- Born: 1935 Kathah Khel, Dera Ismail Khan, Khyber Pakhtunkhwa, Pakistan
- Died: 19 October 1998 (aged 63)
- Education: Darul Uloom Haqqania, Jamia Qasim Uloom
- Occupations: Islamic philosopher, author, scholar, imam, commentator of hadith, astronomer, jurist
- Notable work: Fatḥ Allāh bi-khaṣā'iṣ al-ism Allāh
- Children: Sheikh Muhammad Zubair al-Rohani al-Bazi, Muhammad Uzair al-Ruhani al-Bazi, Muhammad Zubair al-Ruhani, Abdul Rahman Rouhani
- Relatives: Syed Sheikh Ahmad al-Rohani (grandfather)

= Musa Bazi =

Pakistani Islamic scholar and writer (1935–1998)
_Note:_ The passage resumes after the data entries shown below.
// Copyright @yucwang 2026

use std::str::FromStr;

use ndarray::{Array, Dimension};

use crate::core::error::{RenderError, Result};
use crate::math::constants::Float;

#[derive(Debug, Copy, Clone, PartialEq, Eq)]
pub enum Tonemap {
    None,
    ClipNegative,
    Saturate,
    /// Shift by the minimum if it is negative, then divide by the maximum if
    /// it is positive.
    Normalize,
}

impl Default for Tonemap {
    fn default() -> Self {
        Tonemap::None
    }
}

impl FromStr for Tonemap {
    type Err = RenderError;

    fn from_str(s: &str) -> Result<Self> {
        match s.to_ascii_uppercase().as_str() {
            "NONE" => Ok(Tonemap::None),
            "CLIP_NEGATIVE" => Ok(Tonemap::ClipNegative),
            "SATURATE" => Ok(Tonemap::Saturate),
            "NORMALIZE" => Ok(Tonemap::Normalize),
            _ => Err(RenderError::Settings(format!("unknown tone mapping: {}", s))),
        }
    }
}

impl Tonemap {
    pub fn apply<D: Dimension>(self, mut image: Array<Float, D>) -> Array<Float, D> {
        match self {
            Tonemap::None => {}
            Tonemap::ClipNegative => image.mapv_inplace(|v| v.max(0.0)),
            Tonemap::Saturate => image.mapv_inplace(|v| v.clamp(0.0, 1.0)),
            Tonemap::Normalize => {
                let min = image.iter().cloned().fold(Float::INFINITY, Float::min);
                if min < 0.0 {
                    image -= min;
                }
                let max = image.iter().cloned().fold(Float::NEG_INFINITY, Float::max);
                if max > 0.0 {
                    image /= max;
                }
            }
        }
        image
    }
}

#[cfg(test)]
mod tests {
    use super::*;
    use ndarray::array;

    #[test]
    fn test_tonemap_modes() {
        let image = array![[-1.0, 0.5], [1.0, 3.0]];
        assert_eq!(Tonemap::None.apply(image.clone()), image);
        assert_eq!(Tonemap::ClipNegative.apply(image.clone()), array![[0.0, 0.5], [1.0, 3.0]]);
        assert_eq!(Tonemap::Saturate.apply(image.clone()), array![[0.0, 0.5], [1.0, 1.0]]);
        assert_eq!(Tonemap::Normalize.apply(image), array![[0.0, 0.375], [0.5, 1.0]]);
        assert_eq!("clip_negative".parse::<Tonemap>().unwrap(), Tonemap::ClipNegative);
    }
}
Maulana Muhammad Musa Bazi Rouhani (1935 - 19 October 1998) was an Islamic philosopher, author, scholar, imam, commentator of hadith, astronomer, jurist, and was one of the prominent scholars of Pakistan. Fatḥ Allāh bi-khaṣā'iṣ al-ism Allāh is considered his most prominent work.

== Early life and education ==
Sheikh Muhammad Musa Bazi Rouhani Bin Maulvi Sher Muhammad Al Bazi was born in Kathah Khel, a village in the district of Dera Ismail Khan, Khyber Pakhtunkhwa, Pakistan.

He then went to Multan and got admission in Jamia Qasim Uloom. He stayed there for three years, and then graduated.

== Writings ==
Shaykh al-Bazi al-Ruhani wrote in every art, and his classifications number about three hundred. Some of them are in print, some in manuscript, some in Arabic, some in Urdu and Persian, and some of his books have been translated into English and others. His famous works include:

- Al-Kanz al-aʻẓam fī taʻyīn al-Ism al-ʻAẓam
- "Falakyat-e-Jadeedah فلکیات جدیدہ"
- Rizq-i ḥalāl va g̲h̲aibī maʻāsh-i Auliyāʼ, musammī bih, targ̲h̲ībulmuslimīn
- Fatḥ Allāh bi-khaṣā'iṣ al-ism Allāh
- Fatḥ al-ʻalīm bi-ḥall ishkāl al-tashbīh al-ʻaẓīm fī ḥadīth "Kamā ṣallayta ʻalá Ibrāhīm"
- Bughyat al-kāmil al-sāmī : sharḥ al-Maḥṣūl wa-al-ḥāsil lil-Jāmī ; maʻa al-Ṭarīq al-ʻādil ilá bughyat al-Kāmil
- Muqaddimat sharḥ al-Bayḍāwī al-musammāt As̲mār al-Takmīl limā fī Anwār al-tanzīl
- Al-Hayʼat al-Ṣughraʹ maʻ sharḥhā Madār al-Bushrā

== Death and legacy ==
He died at the age of sixty-three on 27 Jumadi al-Thani 1419 AH, corresponding to 19 October 1998.

Sheikh Al-Bazi left four sons, each of whom is a scholar. The first among them is Sheikh Muhammad Zubair al-Rohani al-Bazi, second is Muhammad Uzair al-Ruhani al-Bazi, third is Muhammad Zubair al-Ruhani, and fourth is Abdul Rahman Rouhani.

Many scholars and students have praised Sheikh Al-Bazi, even the Imam of the Great Mosque of Makkah, Sheikh Muhammad bin Abdullah Al-Sabil, who said: "Scholars and Sheikhs from all over the world come to me, but I have not seen any scholar who is more knowledgeable and more correct than Al-Shaykh".